Updated: Dec 23, 2020
1) Can you introduce yourself? Where are you from, and where did you go to school?
My name is Furusho von Puttkammer. I’m a painter, performance artist, curator, and music video director from New York City. For my undergraduate degree, I attended School of Visual Arts and majored in Fine Arts. I graduated in 2018.
2) Who are your favorite artists? Which teachers, friends, or members of family made a strong impact in your life and career as an artist?
a) My all-time favorite artist is Mark Rothko, though right now I’m looking at Antoine D’Agata. I basically love any artist that focuses on the fucked-up nature of human existence.
b) In terms of family, I’d have to give credit to my parents. I got my extrovert performative personality from my dad, while my mom encouraged me to pursue art by signing me up for art classes when I was younger and taking me to National Portfolio Day when I was deciding which college to attend.
c) My close friend/mentor Sabine Flach has been a huge influence on my life. She first pointed out the parallels within my work and German Expressionist film and has been a tremendous help on advising me on my practice. 3) Let’s start with your paintings first. What is “Dear Gustave” about? What are the influences that made an impact on this body of work? Is there any sort of influence from cartoons or Japanese anime in the appearance of the characters imposed on the Baroque period style of painting?
I made “Dear Gustave” while still in Undergrad. It’s a series of paintings based on the self portraits of the 19th Century French Romantic Realist painter Gustave Courbet. When first exposed to Courbet’s work, I developed a crush on him. The more I learned about his life, however, I realized what a total ass he was. He was the stereotypical arrogant male artist. He treated women like shit and thought he was the center of the universe. Meanwhile, I was at a point in my life where I was frustrated with my work and wondering how I could get my foot in the door as a professional artist. I decided to parody Courbet’s self portraits, at once both mocking his arrogance and inserting myself via avatar into the art history canon. My avatar -Anchovy- stemmed from my background in cartooning. Originally, I had applied to SVA as a Cartooning student. I switched my major to Fine Arts after my foundation year, but my cartoon background always stayed with me.
4) How do you transition from “Dear Gustave” into “Sublime Connection?” What is “Sublime Connection” about? And how do you explain the change of subject matter and feeling from neoclassicism to horror and more aggressive and sexually explicit imagery?
a) Once I was done with the “Dear Gustave” series, I found myself not wanting to let go of my character Anchovy yet. I felt there was more to explore with the character. Anchovy became the focal point of “Sublime Connections,” a series that captures the sexual tension and violence of human to human interactions.
b) The change in imagery is a result of me inserting my own experiences and feelings into my paintings. “Dear Gustave” was me being cute. I was basically mouthing off to art history. “Sublime Connections” delves deeper into why I felt the need to mouth off in the first place. I’m not a people person. My life has been a long series of misunderstandings and alienation. “Sublime Connections” was my attempt at connecting with people again, to try to share my feelings of discomfort and claustrophobia with the viewer. If the viewer could relate to these feelings I’m depicting, maybe they could relate to me. 5) Do you try to bring to life the characters in your paintings through your performances? What is the main difference between your paintings and your performances?

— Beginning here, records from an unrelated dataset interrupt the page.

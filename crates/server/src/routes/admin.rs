//! Admin credential route handlers.
//!
//! Login is a stateless credential check: no session or token is issued.

use axum::{
    Json,
    extract::{State, rejection::JsonRejection},
    http::StatusCode,
    response::{IntoResponse, Response},
};
use secrecy::SecretString;
use serde::Deserialize;
use serde_json::json;
use tracing::instrument;

use super::{json_rejection, ok_body};
use crate::error::{AppError, Result};
use crate::models::lenient;
use crate::services::{AuthError, AuthService};
use crate::state::AppState;

/// Credentials posted to both admin endpoints.
///
/// Missing, `null` or numeric fields are read as text so a malformed login
/// is reported as bad credentials rather than a parse failure.
#[derive(Deserialize)]
pub struct CredentialsForm {
    #[serde(default, deserialize_with = "lenient::text")]
    pub user: String,
    #[serde(default, deserialize_with = "lenient::text")]
    pub pass: String,
}

impl std::fmt::Debug for CredentialsForm {
    fn fmt(&self, f: &mut std::fmt::Formatter<'_>) -> std::fmt::Result {
        f.debug_struct("CredentialsForm")
            .field("user", &self.user)
            .field("pass", &"[REDACTED]")
            .finish()
    }
}

/// Check admin credentials.
///
/// POST /api/admin/login
///
/// Responds `{"ok": true}` on a match and `401 {"ok": false}` otherwise.
#[instrument(skip_all)]
pub async fn login(
    State(state): State<AppState>,
    payload: std::result::Result<Json<CredentialsForm>, JsonRejection>,
) -> Result<Response> {
    let Json(form) = payload.map_err(|e| json_rejection(&e))?;
    let password = SecretString::from(form.pass);

    match AuthService::new(state.pool()).login(&form.user, &password).await {
        Ok(admin) => {
            tracing::info!(username = %admin.username, "Admin login succeeded");
            Ok(Json(ok_body()).into_response())
        }
        Err(AuthError::InvalidCredentials) => {
            tracing::warn!(username = %form.user, "Admin login failed");
            Ok((StatusCode::UNAUTHORIZED, Json(json!({ "ok": false }))).into_response())
        }
        Err(e) => Err(AppError::Auth(e)),
    }
}

/// Add a new admin credential.
///
/// POST /api/admin/add
///
/// Responds `409` if the username is already taken.
#[instrument(skip_all)]
pub async fn add(
    State(state): State<AppState>,
    payload: std::result::Result<Json<CredentialsForm>, JsonRejection>,
) -> Result<Json<serde_json::Value>> {
    let Json(form) = payload.map_err(|e| json_rejection(&e))?;
    let password = SecretString::from(form.pass);

    AuthService::new(state.pool())
        .add_admin(&form.user, &password)
        .await?;

    Ok(Json(ok_body()))
}
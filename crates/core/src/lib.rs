//! Repair Desk Core - Shared types library.
//!
//! This crate provides common types used across all Repair Desk components:
//! - `server` - HTTP API for submitting and processing repair requests
//! - `cli` - Command-line tools for database setup and admin management
//!
//! # Architecture
//!
//! The core crate contains only types and the repair status state machine -
//! no I/O, no database access, no HTTP. This keeps it lightweight and allows
//! it to be used anywhere.
//!
//! # Modules
//!
//! - [`types`] - Newtype wrappers for type-safe IDs and the repair lifecycle

#![cfg_attr(not(test), forbid(unsafe_code))]

pub mod types;

pub use types::*;
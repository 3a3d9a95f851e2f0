//! Admin credential domain types.

use chrono::{DateTime, Utc};

use repair_desk_core::AdminId;

/// A stored admin credential (domain type).
///
/// Only the Argon2 PHC string is kept; the raw password never reaches the
/// database.
#[derive(Clone)]
pub struct AdminCredential {
    /// Unique admin ID.
    pub id: AdminId,
    /// Login name (unique, case-sensitive).
    pub username: String,
    /// Argon2 password hash in PHC string format.
    pub password_hash: String,
    /// When the credential was created.
    pub created_at: DateTime<Utc>,
}

impl std::fmt::Debug for AdminCredential {
    fn fmt(&self, f: &mut std::fmt::Formatter<'_>) -> std::fmt::Result {
        f.debug_struct("AdminCredential")
            .field("id", &self.id)
            .field("username", &self.username)
            .field("password_hash", &"[REDACTED]")
            .field("created_at", &self.created_at)
            .finish()
    }
}
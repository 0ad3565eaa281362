//! # Batch Validation
//!
//! Validates a list of corporate numbers as one unit, the way a registry
//! lookup by number receives them. A single bad element rejects the list.

use crate::error::BatchError;
use crate::identity::CorporateNumber;

/// Maximum number of corporate numbers accepted by a single lookup.
pub const MAX_BATCH_SIZE: usize = 10;

/// Validate every number in `numbers`, in order.
///
/// Returns the typed numbers on success. Stops at the first element that
/// fails and reports its index.
///
/// # Errors
///
/// - [`BatchError::Empty`] if `numbers` is empty.
/// - [`BatchError::TooMany`] if it holds more than [`MAX_BATCH_SIZE`] numbers.
/// - [`BatchError::Invalid`] for the first element that is not a valid
///   corporate number.
pub fn validate_all(numbers: &[u64]) -> Result<Vec<CorporateNumber>, BatchError> {
    if numbers.is_empty() {
        return Err(BatchError::Empty);
    }
    if numbers.len() > MAX_BATCH_SIZE {
        return Err(BatchError::TooMany {
            count: numbers.len(),
            max: MAX_BATCH_SIZE,
        });
    }

    numbers
        .iter()
        .enumerate()
        .map(|(index, &number)| {
            CorporateNumber::new(number).map_err(|source| BatchError::Invalid { index, source })
        })
        .collect()
}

a) I’m not sure if my performances could be considered “bringing my characters to life,” since I hope my paintings accomplish that on their own. The goal of my performances is to make my work more accessible and relatable to viewers. My paintings are dark and violent, but my performances are absurdist and lighter. I hope that the combination of my performances and paintings help relay the ultimate message I’m trying to say through my work.
b) The main difference between my paintings and performances is the lack of sexuality in my performances. Performance Anchovy is a non-sexual being. You could read my practice as my paintings are how Anchovy interprets the world, whereas the performances are how Anchovy interacts with the world.
6) Can you describe some of your performances? What are some of the characteristics of your performances - are they improvisational or planned, participatory or non-participatory?
My performances are more absurdist, highlighting the frustration and futility of everyday life. Anchovy tries to open a door she painted on to the wall, Anchovy tries to take a nap but can’t fall asleep, etc. The performances are usually loosely planned, with room for improvisation. Occasionally, Anchovy will interact with the audience. It all depends on what the performance needs in order to be successful. 7) Can you talk about your curatorial practice? What do you look for in organizing a show? What kind of message or style are you looking for?
I look for work that comes from a similar place of alienation and darkness. When I organize a show, I want to highlight artists that have a similar background as me. The style can vary, and added points if the work has a sense of humor, but the message is usually “this (work) is the result of being othered.”
8) Which work do you consider to be your very best work in your life?
That would have to be “Mama (Nipple Twist)” from 2018. To this day, I haven’t made a work that tops the visceral reaction I get when looking at that piece. I’m not sure if I’ll ever sell it. To me, it perfectly encapsulates my views on absurdity, sexuality, familiar trauma, and broken innocence.